Con todo, como se insistió también en este Foro, la conquista de un poder institucional que pueda verse arropado por un poder social y popular va a tener que pasar, primero, por la prueba de la presentación de candidaturas de unidad popular en las próximas elecciones municipales y autonómicas.
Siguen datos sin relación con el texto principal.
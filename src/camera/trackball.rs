//! # Trackball Camera Controller
//!
//! Maps 2D screen drags onto a rotation of a virtual sphere centered in the
//! viewport, so the camera orbits a fixed world pivot (the origin). The
//! accumulated rotation persists across gestures; releasing the button only
//! ends the gesture, it never resets the rotation, and dragging never
//! produces a translation component.
//!
//! The drag points are projected onto a sphere blended with a hyperbolic
//! sheet away from the center, which keeps the mapping well behaved when the
//! cursor leaves the sphere's silhouette.

use cgmath::{InnerSpace, Matrix4, Quaternion, Rad, Rotation3, Vector3};

/// Radius of the virtual sphere in normalized viewport units.
const TRACKBALL_SIZE: f32 = 0.8;

/// Cross products smaller than this are treated as a degenerate drag.
const AXIS_EPSILON: f32 = 1e-12;

/// Accumulating arcball rotation controller.
#[derive(Debug, Clone)]
pub struct Trackball {
    rotation: Quaternion<f32>,
    viewport: (f32, f32),
    anchor: Option<(f32, f32)>,
}

impl Trackball {
    /// Creates a controller with the identity rotation.
    pub fn new(viewport_width: f32, viewport_height: f32) -> Self {
        Self {
            rotation: Quaternion::new(1.0, 0.0, 0.0, 0.0),
            viewport: (viewport_width, viewport_height),
            anchor: None,
        }
    }

    /// Creates a controller pre-tilted about the X axis, for viewers that
    /// start looking down at the board.
    pub fn with_pitch(viewport_width: f32, viewport_height: f32, pitch: Rad<f32>) -> Self {
        let mut ball = Self::new(viewport_width, viewport_height);
        ball.rotation = Quaternion::from_angle_x(pitch);
        ball
    }

    /// Updates the viewport dimensions used to normalize drag coordinates.
    pub fn set_viewport(&mut self, width: f32, height: f32) {
        self.viewport = (width, height);
    }

    /// Records the screen position where a drag gesture starts.
    pub fn begin_drag(&mut self, x: f32, y: f32) {
        self.anchor = Some((x, y));
    }

    /// Composes the rotation increment from the anchor to the new position
    /// into the accumulated rotation, then advances the anchor.
    ///
    /// A no-op unless a drag is in progress. Degenerate increments (the two
    /// projected points coincide) only advance the anchor.
    pub fn drag_to(&mut self, x: f32, y: f32) {
        let Some((ax, ay)) = self.anchor else {
            return;
        };
        let p1 = self.surface_point(ax, ay);
        let p2 = self.surface_point(x, y);
        self.anchor = Some((x, y));

        let axis = p1.cross(p2);
        if axis.magnitude2() < AXIS_EPSILON {
            return;
        }
        let spread = ((p1 - p2).magnitude() / (2.0 * TRACKBALL_SIZE)).clamp(-1.0, 1.0);
        let angle = Rad(2.0 * spread.asin());
        let increment = Quaternion::from_axis_angle(axis.normalize(), angle);
        self.rotation = (increment * self.rotation).normalize();
    }

    /// Ends the gesture. The accumulated rotation is kept.
    pub fn end_drag(&mut self) {
        self.anchor = None;
    }

    /// Whether a drag gesture is in progress.
    pub fn is_dragging(&self) -> bool {
        self.anchor.is_some()
    }

    /// The accumulated rotation as a matrix, for composing into the view.
    pub fn matrix(&self) -> Matrix4<f32> {
        Matrix4::from(self.rotation)
    }

    /// The accumulated rotation as a quaternion.
    pub fn rotation(&self) -> Quaternion<f32> {
        self.rotation
    }

    /// Projects a screen point onto the sphere, falling back to a hyperbolic
    /// sheet once the point is far from the center.
    fn surface_point(&self, x: f32, y: f32) -> Vector3<f32> {
        let (w, h) = self.viewport;
        let nx = (2.0 * x - w) / w;
        let ny = (2.0 * y - h) / h;
        let d = (nx * nx + ny * ny).sqrt();

        let z = if d < TRACKBALL_SIZE * std::f32::consts::FRAC_1_SQRT_2 {
            // Inside the sphere silhouette.
            (TRACKBALL_SIZE * TRACKBALL_SIZE - d * d).sqrt()
        } else {
            // On the hyperbola.
            let t = TRACKBALL_SIZE / std::f32::consts::SQRT_2;
            t * t / d
        };

        Vector3::new(nx, ny, z)
    }
}

#[cfg(test)]
mod tests {
    use super::*;
    use cgmath::{Matrix, SquareMatrix};

    fn assert_matrix_eq(a: &Matrix4<f32>, b: &Matrix4<f32>, eps: f32) {
        for col in 0..4 {
            for row in 0..4 {
                assert!(
                    (a[col][row] - b[col][row]).abs() < eps,
                    "matrices differ at [{col}][{row}]: {} vs {}",
                    a[col][row],
                    b[col][row]
                );
            }
        }
    }

    #[test]
    fn starts_at_identity() {
        let ball = Trackball::new(640.0, 480.0);
        assert_matrix_eq(&ball.matrix(), &Matrix4::identity(), 1e-6);
    }

    #[test]
    fn drag_produces_a_pure_rotation() {
        let mut ball = Trackball::new(640.0, 480.0);
        ball.begin_drag(320.0, 240.0);
        ball.drag_to(400.0, 240.0);
        ball.end_drag();

        let m = ball.matrix();
        // Orthonormal: M * M^T = I, and no translation appears.
        assert_matrix_eq(&(m * m.transpose()), &Matrix4::identity(), 1e-5);
        assert_eq!(m.w.truncate(), Vector3::new(0.0, 0.0, 0.0));
        // And it actually rotated away from identity.
        assert!((m[0][0] - 1.0).abs() > 1e-4 || (m[2][2] - 1.0).abs() > 1e-4);
    }

    #[test]
    fn rotation_accumulates_across_gestures() {
        let mut once = Trackball::new(640.0, 480.0);
        once.begin_drag(300.0, 240.0);
        once.drag_to(340.0, 240.0);
        once.end_drag();

        let mut twice = once.clone();
        twice.begin_drag(300.0, 240.0);
        twice.drag_to(340.0, 240.0);
        twice.end_drag();

        let single = once.matrix();
        let double = twice.matrix();
        let mut diff = 0.0;
        for col in 0..4 {
            for row in 0..4 {
                diff += (single[col][row] - double[col][row]).abs();
            }
        }
        assert!(diff > 1e-4, "second gesture did not add rotation");
    }

    #[test]
    fn moves_without_begin_are_ignored() {
        let mut ball = Trackball::new(640.0, 480.0);
        ball.drag_to(500.0, 100.0);
        assert_matrix_eq(&ball.matrix(), &Matrix4::identity(), 1e-6);
        assert!(!ball.is_dragging());
    }

    #[test]
    fn zero_length_drag_keeps_rotation() {
        let mut ball = Trackball::new(640.0, 480.0);
        ball.begin_drag(320.0, 240.0);
        ball.drag_to(320.0, 240.0);
        assert_matrix_eq(&ball.matrix(), &Matrix4::identity(), 1e-6);
    }

    #[test]
    fn release_keeps_rotation() {
        let mut ball = Trackball::new(640.0, 480.0);
        ball.begin_drag(320.0, 240.0);
        ball.drag_to(380.0, 260.0);
        let before = ball.matrix();
        ball.end_drag();
        assert_matrix_eq(&ball.matrix(), &before, 1e-6);
    }
}
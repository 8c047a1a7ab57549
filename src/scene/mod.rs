//! # Scene Graph
//!
//! The retained scene: a forest of [`Node`]s, each carrying its own
//! translation and scaling matrices, an axis-aligned pick box, and a kind
//! (shared primitive, composite of children, or an animated board). The
//! [`Scene`] wraps the forest with the operations the input layer drives.

mod board;
mod node;
#[allow(clippy::module_inception)]
mod scene;

pub use board::{Board, BoardCell, BoardMapError, Marker, MoveDirection, TurnDirection};
pub use node::{Node, NodeKind, ShapeKind};
pub use scene::Scene;
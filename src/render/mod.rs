//! # Rendering Backend Boundary
//!
//! The scene graph never issues draw primitives itself. Each frame it walks
//! the node forest and emits calls on a [`RenderBackend`]: immediate-mode
//! draws keyed by opaque geometry handles, with the composed modelview
//! matrix threaded in as data. Selection highlighting is a pure side effect
//! on the backend (an emissive term around the draw), not scene state.
//!
//! [`RecordingBackend`] is a backend that records every call instead of
//! drawing, used by the tests and handy for debugging frame content.

use cgmath::{Matrix4, Vector3};

use crate::geometry::GeometryHandle;

/// Receiver for the scene's draw calls.
pub trait RenderBackend {
    /// Draws shared geometry under the given composed modelview matrix.
    ///
    /// `highlighted` asks for an emissive highlight around the draw; it is
    /// set while the node (or an ancestor) is selected.
    fn draw_geometry(
        &mut self,
        handle: GeometryHandle,
        modelview: &Matrix4<f32>,
        color: [f32; 3],
        highlighted: bool,
    );

    /// Draws a single unlit quad whose corners are already transformed.
    /// Board cells use this for their curved surface.
    fn draw_quad(&mut self, points: [Vector3<f32>; 4], color: [f32; 3]);
}

/// One recorded draw call.
#[derive(Debug, Clone)]
pub enum DrawCall {
    Geometry {
        handle: GeometryHandle,
        modelview: Matrix4<f32>,
        color: [f32; 3],
        highlighted: bool,
    },
    Quad {
        points: [Vector3<f32>; 4],
        color: [f32; 3],
    },
}

/// Backend that records calls for inspection instead of drawing.
#[derive(Debug, Default)]
pub struct RecordingBackend {
    /// Every call received, in emission order.
    pub calls: Vec<DrawCall>,
}

impl RecordingBackend {
    /// Creates an empty recorder.
    pub fn new() -> Self {
        Self::default()
    }

    /// Recorded geometry draws for the given handle.
    pub fn geometry_calls(&self, handle: GeometryHandle) -> Vec<&DrawCall> {
        self.calls
            .iter()
            .filter(|call| matches!(call, DrawCall::Geometry { handle: h, .. } if *h == handle))
            .collect()
    }

    /// Number of quad draws recorded.
    pub fn quad_count(&self) -> usize {
        self.calls
            .iter()
            .filter(|call| matches!(call, DrawCall::Quad { .. }))
            .count()
    }

    /// Drops everything recorded so far.
    pub fn clear(&mut self) {
        self.calls.clear();
    }
}

impl RenderBackend for RecordingBackend {
    fn draw_geometry(
        &mut self,
        handle: GeometryHandle,
        modelview: &Matrix4<f32>,
        color: [f32; 3],
        highlighted: bool,
    ) {
        self.calls.push(DrawCall::Geometry {
            handle,
            modelview: *modelview,
            color,
            highlighted,
        });
    }

    fn draw_quad(&mut self, points: [Vector3<f32>; 4], color: [f32; 3]) {
        self.calls.push(DrawCall::Quad { points, color });
    }
}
Es en ellas, y especialmente en las grandes ciudades y en ámbitos autonómicos como el de Madrid y el País Valencià, en donde se juega la posibilidad de dar un nuevo salto adelante en el camino hacia la derrota de las fuerzas del régimen. Es en esas escalas donde existen también más posibilidades de reconstruir y consolidar nuevos lazos entre los partidos y corrientes sin patriotismo de siglas, por un lado, y una gran mayoría de personas no organizadas, por otro, con toda la fuerza necesaria para generar ilusión en ganar.
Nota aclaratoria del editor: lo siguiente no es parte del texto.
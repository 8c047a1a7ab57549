//! # Scene
//!
//! The scene owns the root set of nodes and resolves every user-facing
//! request against it: picking, placing new shapes on the ground plane,
//! dragging the selection, recoloring and scaling, and the board movement
//! plumbing. Selection state lives on the nodes themselves; the scene
//! enforces the invariant that at most one node is selected at a time.
//!
//! All ray arguments arrive in view space, paired with the camera matrix
//! (for picking) or its inverse (for ground-plane placement). The matrices
//! are threaded in as data by the frame orchestrator; nothing here reads
//! ambient render state.

use cgmath::{Matrix4, Vector3};
use log::debug;

use crate::math;
use crate::picking::Ray;
use crate::render::RenderBackend;
use crate::scene::board::{MoveDirection, TurnDirection};
use crate::scene::node::{Node, NodeKind, ShapeKind};

/// The node forest and the operations the input layer calls into.
#[derive(Debug, Default)]
pub struct Scene {
    nodes: Vec<Node>,
}

impl Scene {
    /// Creates an empty scene.
    pub fn new() -> Self {
        Self::default()
    }

    /// Adds a root node to the forest.
    pub fn add_node(&mut self, node: Node) {
        self.nodes.push(node);
    }

    /// The root nodes.
    pub fn nodes(&self) -> &[Node] {
        &self.nodes
    }

    /// Mutable access to the root nodes.
    pub fn nodes_mut(&mut self) -> &mut [Node] {
        &mut self.nodes
    }

    /// Resolves a pick ray against the whole forest.
    ///
    /// Scans depth-first, keeps the globally nearest hit, deselects the
    /// previous selection and selects the winner. When nothing is hit the
    /// current selection is left unchanged. Returns the winning hit
    /// parameter.
    pub fn pick(
        &mut self,
        origin: Vector3<f32>,
        direction: Vector3<f32>,
        camera: &Matrix4<f32>,
    ) -> Option<f32> {
        let ray = Ray::new(origin, direction)?;

        let mut best: Option<(f32, Vec<usize>)> = None;
        for (index, node) in self.nodes.iter().enumerate() {
            if let Some((t, mut path)) = node.pick_recursive(&ray, camera) {
                if best.as_ref().map_or(true, |(bt, _)| t < *bt) {
                    path.insert(0, index);
                    best = Some((t, path));
                }
            }
        }

        let (t, path) = best?;
        self.clear_selection();
        if let Some(winner) = self.node_at_path_mut(&path) {
            winner.select(Some(true));
            debug!("picked node at t = {t:.3}");
        }
        Some(t)
    }

    /// Places a new shape where the ray meets the ground plane.
    ///
    /// The ray is unprojected into world space through `inverse_camera`
    /// first. The new node becomes the selection. Returns `false` when the
    /// ray never reaches the ground.
    pub fn place(
        &mut self,
        shape: ShapeKind,
        origin: Vector3<f32>,
        direction: Vector3<f32>,
        inverse_camera: &Matrix4<f32>,
    ) -> bool {
        let Some(point) = Self::ground_point(origin, direction, inverse_camera) else {
            return false;
        };
        let mut node = Node::from_shape(shape);
        node.translate(point.x, point.y, point.z);
        self.clear_selection();
        node.select(Some(true));
        debug!("placed {shape:?} at {point:?}");
        self.nodes.push(node);
        true
    }

    /// Drags the selected node so its origin tracks the ray's ground-plane
    /// intersection. A no-op when nothing is selected, the ray misses the
    /// ground, or the selection is a board cell (cells are fixed to their
    /// grid and only the board as a whole moves).
    pub fn move_selected(
        &mut self,
        origin: Vector3<f32>,
        direction: Vector3<f32>,
        inverse_camera: &Matrix4<f32>,
    ) -> bool {
        let Some(point) = Self::ground_point(origin, direction, inverse_camera) else {
            return false;
        };
        let Some(node) = self.selected_node_mut() else {
            return false;
        };
        if matches!(node.kind, NodeKind::BoardCell(_)) {
            return false;
        }
        let delta = point - node.world_position();
        node.translate_world(delta);
        true
    }

    /// Rotates the selected node's color. A no-op without a selection.
    pub fn rotate_selected_color(&mut self, forward: bool) {
        if let Some(node) = self.selected_node_mut() {
            node.rotate_color(forward);
        }
    }

    /// Scales the selected node. A no-op without a selection.
    pub fn scale_selected(&mut self, up: bool) {
        if let Some(node) = self.selected_node_mut() {
            node.scale(up, None);
        }
    }

    /// Requests a slide of the first board in the forest.
    pub fn move_board(&mut self, direction: MoveDirection) -> bool {
        self.board_node_mut()
            .map_or(false, |node| node.request_board_move(direction))
    }

    /// Requests a turn of the first board in the forest.
    pub fn rotate_board(&mut self, direction: TurnDirection) -> bool {
        self.board_node_mut()
            .map_or(false, |node| node.request_board_turn(direction))
    }

    /// Advances every animating node one step. Returns `true` while another
    /// tick should be scheduled.
    pub fn tick(&mut self) -> bool {
        let mut active = false;
        for node in &mut self.nodes {
            active |= node.tick();
        }
        active
    }

    /// Emits the whole forest to the backend under the camera matrix.
    pub fn render(&self, backend: &mut dyn RenderBackend, camera: &Matrix4<f32>) {
        for node in &self.nodes {
            node.render(backend, camera, false);
        }
    }

    /// The currently selected node, if any.
    pub fn selected_node(&self) -> Option<&Node> {
        self.nodes.iter().find_map(Node::find_selected)
    }

    /// Mutable access to the currently selected node.
    pub fn selected_node_mut(&mut self) -> Option<&mut Node> {
        self.nodes.iter_mut().find_map(Node::find_selected_mut)
    }

    /// Clears every selection flag in the forest.
    pub fn clear_selection(&mut self) {
        for node in &mut self.nodes {
            node.clear_selection();
        }
    }

    fn board_node_mut(&mut self) -> Option<&mut Node> {
        self.nodes
            .iter_mut()
            .find(|node| matches!(node.kind, NodeKind::Board(_)))
    }

    fn ground_point(
        origin: Vector3<f32>,
        direction: Vector3<f32>,
        inverse_camera: &Matrix4<f32>,
    ) -> Option<Vector3<f32>> {
        let world_origin = (inverse_camera * origin.extend(1.0)).truncate();
        let world_direction = (inverse_camera * direction.extend(0.0)).truncate();
        math::intersect_ground_plane(world_origin, world_direction)
    }

    fn node_at_path_mut(&mut self, path: &[usize]) -> Option<&mut Node> {
        let (first, rest) = path.split_first()?;
        let mut node = self.nodes.get_mut(*first)?;
        for &index in rest {
            node = node.child_mut(index)?;
        }
        Some(node)
    }
}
Quizás el trabajo en esos ámbitos ayude a ser más consecuentes con lo que ha representado el nuevo aliento que trajo el 15M en cuanto a democracia participativa y nuevas formas de hacer política, contribuyendo así a un mayor mestizaje entre las distintas sensibilidades que se impliquen en ellos. Porque hace falta insistir una vez más en que democracia y eficacia no tienen por qué ser incompatibles, aun reconociendo que más de una vez, como recordó un ponente, se han producido paradojas en la historia en las que herramientas no democráticas han permitido abrir oportunidades de cambio. El problema está en que, más pronto o más tarde, se acaba pagando el precio de esa “eficacia” en beneficio de nuevas formas de elitismo que van en detrimento del empoderamiento popular o, lo que es peor, de la mera perversión de los fines proclamados.

Todo esto tiene que ver también con el modelo organizativo del que se ha dotado Podemos y con el método de elección adoptado, con los consiguientes riesgos de convertirse en un “partido electoral de audiencia”, basado en la centralidad del liderazgo mediático y su relación plebiscitaria con la gente adscrita a través de las redes sociales. Un modelo que corre el riesgo de ir reduciendo la ilusión participativa inicial y, lo que sería más grave, de desactivar unos Círculos que son los que deberían asegurar su anclaje territorial y sus lazos de comunicación con los distintos movimientos sociales.

En resumen, como muy bien enfatizó un amigo asistente al Foro, es posible que, en el mejor de los casos, se logre que una mayoría social indignada llegue a ser mayoría electoral en el nuevo ciclo de 2015. Aun así, sin su movilización, autoorganización y empoderamiento en torno a un imaginario rupturista no hay garantías de que éste llegue a ser hegemónico en la sociedad. Esa tarea no puede ser dejada para “el día después” sino que ha de prepararse desde ahora evitando convertir al conjunto de “seguidores” en espectadores y meros “clickactivistas” alrededor de un liderazgo cada vez más expuesto a las presiones mediáticas para adaptarse a un interesado “realismo político”. No se trata de ser agoreros porque es fundamental mantener una “retórica optimista del cambio” y, con ella, la ilusión de ganar ante el inminente ciclo político-electoral. Empero, uno no puede dejar de expresar su preocupación por los riesgos que entraña el camino que se está tomando desde el “nuevo” Podemos surgido de la Asamblea Ciudadana. No viene mal a este propósito recordar aquel consejo que hiciera Manuel Sacristán frente a la senda que acabaría recorriendo el eurocomunismo en Italia y en el Estado español a finales de los 70 y comienzos de los 80 del pasado siglo: “no engañarse y no desnaturalizarse” deberían ser principios de precaución saludables para toda fuerza con vocación de transformación de la sociedad.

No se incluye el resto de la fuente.